§ **About this task**: Search the records for the string "orchestrator", then copy each line that has it.

Saved entries:

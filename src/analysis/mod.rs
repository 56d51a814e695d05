//! Before/after facial analysis: the assistant round trip and the
//! normalization of its reply into [`AnalysisResult`].

pub mod assistant;
pub mod orchestrator;
pub mod parser;
pub mod prompt;
pub mod types;

pub use assistant::*;
pub use orchestrator::*;
pub use parser::*;
pub use prompt::*;
pub use types::*;

use thiserror::Error;

#[derive(Error, Debug)]
pub enum AnalysisError {
    #[error("Assistant service error: {0}")]
    ExternalService(String),

    #[error("Timed out after {waited_secs}s waiting for the assistant run")]
    Timeout { waited_secs: u64 },

    #[error("Could not parse assistant response: {0}")]
    Parse(String),

    #[error("I/O error: {0}")]
    Io(#[from] std::io::Error),
}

§ **Finished exercise**:
pub mod orchestrator;
pub use orchestrator::*;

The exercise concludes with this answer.